I do hope I'm going to have some work ready for this fair at Birmingham's new library - I'd even like to do something new, but I don't think there's time for that. New things might have to wait for the next fair. However, it's rather good to be able to put prints on show as well as books - here's a list of people showing. I'm sharing a table with Gemma Lacey, not for the first time - should be fun, as ever.
It always grows to fill all available mindspace (allowing, I suspect, for quite a lot of barren or barely fertile ground, only capable of sustaining freecell and minesweeper, and mindless sci-fi on tv - the shame of it) and then it's over and I feel relieved and faintly bereft. Something has been taken away and I miss it, while still being pleased it isn't there for a while.

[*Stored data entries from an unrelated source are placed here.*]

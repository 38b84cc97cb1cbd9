use std::fmt::{self, Debug};

use super::heap::{Marker, Trace};
use super::value::Value;

/// The machine's operand and call stacks
#[derive(Clone)]
pub(super) struct Stack<T>(Vec<T>);

impl<T> Stack<T> {
    pub fn push(&mut self, it: T) {
        self.0.push(it);
    }

    pub fn pop(&mut self) -> Option<T> {
        self.0.pop()
    }

    pub fn len(&self) -> usize {
        self.0.len()
    }

    pub fn is_empty(&self) -> bool {
        self.0.is_empty()
    }

    pub fn clear(&mut self) {
        self.0.clear();
    }

    /// Removes the top `n` values, returning them bottom first
    pub fn split_top(&mut self, n: usize) -> Option<Vec<T>> {
        if n > self.0.len() {
            return None;
        }
        let at = self.0.len() - n;
        Some(self.0.split_off(at))
    }

    /// Bottom to top
    pub fn iter(&self) -> std::slice::Iter<T> {
        self.0.iter()
    }
}

impl<T: Debug> Debug for Stack<T> {
    fn fmt(&self, fmt: &mut fmt::Formatter) -> fmt::Result {
        fmt.debug_list().entries(self.0.iter().rev()).finish()
    }
}

impl<T> Default for Stack<T> {
    fn default() -> Stack<T> {
        Stack(Vec::new())
    }
}

impl Trace for Stack<Value> {
    fn trace(&self, marker: &mut Marker) {
        for value in self.0.iter() {
            marker.mark_value(value);
        }
    }
}

#[cfg(test)]
mod test {
    use super::*;

    #[test]
    fn debug_lists_the_top_first() {
        let mut stack = Stack::default();
        for i in 0..4 {
            stack.push(i);
        }
        assert_eq!(stack.pop(), Some(3));
        assert_eq!(format!("{:?}", stack), "[2, 1, 0]");
    }

    #[test]
    fn split_top_keeps_order() {
        let mut stack = Stack::default();
        for i in 0..4 {
            stack.push(i);
        }
        assert_eq!(stack.split_top(3), Some(vec![1, 2, 3]));
        assert_eq!(stack.len(), 1);
        assert_eq!(stack.split_top(2), None);
        assert_eq!(stack.split_top(0), Some(vec![]));
    }
}
pub const IF: &'static str = "if";
pub const SET_BANG: &'static str = "set!";
pub const QUOTE: &'static str = "quote";
pub const BEGIN: &'static str = "begin";
pub const DEFINE: &'static str = "define";
pub const LAMBDA: &'static str = "lambda";
pub const QUASIQUOTE: &'static str = "quasiquote";
pub const LET_SYNTAX: &'static str = "let-syntax";
pub const DEFINE_SYNTAX: &'static str = "define-syntax";
pub const LETREC_SYNTAX: &'static str = "letrec-syntax";

pub const SYNTAX_RULES: &'static str = "syntax-rules";
pub const IDENTIFIER_SYNTAX: &'static str = "identifier-syntax";

// Auxiliary syntax, bound as literals in the global scope
pub const ELSE: &'static str = "else";
pub const ARROW: &'static str = "=>";
pub const UNDERSCORE: &'static str = "_";
pub const ELLIPSIS: &'static str = "...";
pub const UNQUOTE: &'static str = "unquote";
pub const UNQUOTE_SPLICING: &'static str = "unquote-splicing";

pub const AUXILIARY: [&'static str; 6] = [ELSE, ARROW, UNDERSCORE, ELLIPSIS, UNQUOTE, UNQUOTE_SPLICING];

macro_rules! one_of {
    ($x:expr, [$c:expr]) => ($x == $c);
    ($x:expr, [ $c:expr, $( $d:expr ),* ]) => (
        $x == $c || one_of!($x, [$( $d ),* ])
    )
}

/// Names whose list forms the compiler handles itself
pub fn is_special_form(name: &str) -> bool {
    match name.len() {
        2 => one_of!(name, [IF]),
        4 => one_of!(name, [SET_BANG]),
        5 => one_of!(name, [QUOTE, BEGIN]),
        6 => one_of!(name, [DEFINE, LAMBDA]),
        10 => one_of!(name, [QUASIQUOTE, LET_SYNTAX]),
        13 => one_of!(name, [DEFINE_SYNTAX, LETREC_SYNTAX]),
        _ => false,
    }
}

#[cfg(test)]
mod test {
    use super::*;

    #[test]
    fn special_forms() {
        assert!(is_special_form("letrec-syntax"));
        assert!(is_special_form("set!"));
        assert!(!is_special_form("let"));
        assert!(!is_special_form("else"));
    }
}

Yes, the Manchester Artists Book Fair for this year has been and gone. I always feel a little too close to it to judge how things went, but I know that I had a good time, which must be worth something. I even had table space for my books this year - Emma very kindly gave up a day and a half of her time to look after things for me and (I knew she would) did a fantastic job of selling things for me, as well as generally helping out with everything else. I'd like to put it all down to the boundless energy reserves of youth, but she's also very very good with people - it's something of a gift. Meanwhile I talked a lot and counted a lot and photographed a lot and made a fair number of cups of tea and coffee as well. And, um, I might have spent a lot too. Mind you, I have some very lovely books to show for it. So now what? Well there's still the 20:20 looming (and I still haven't figured out when I'm going to finish the edition for that) and the sorting of it, and then - because Emma was so super-efficient at shifting my work - I'd better get making books (and prints) for the Volume fair at the shiny new Birmingham library in December. It's definitely time for some new work. Nearly there. Then I can get back to thinking about everything else. Do come along - go to www.manchesterartistsbookfair.com for more details.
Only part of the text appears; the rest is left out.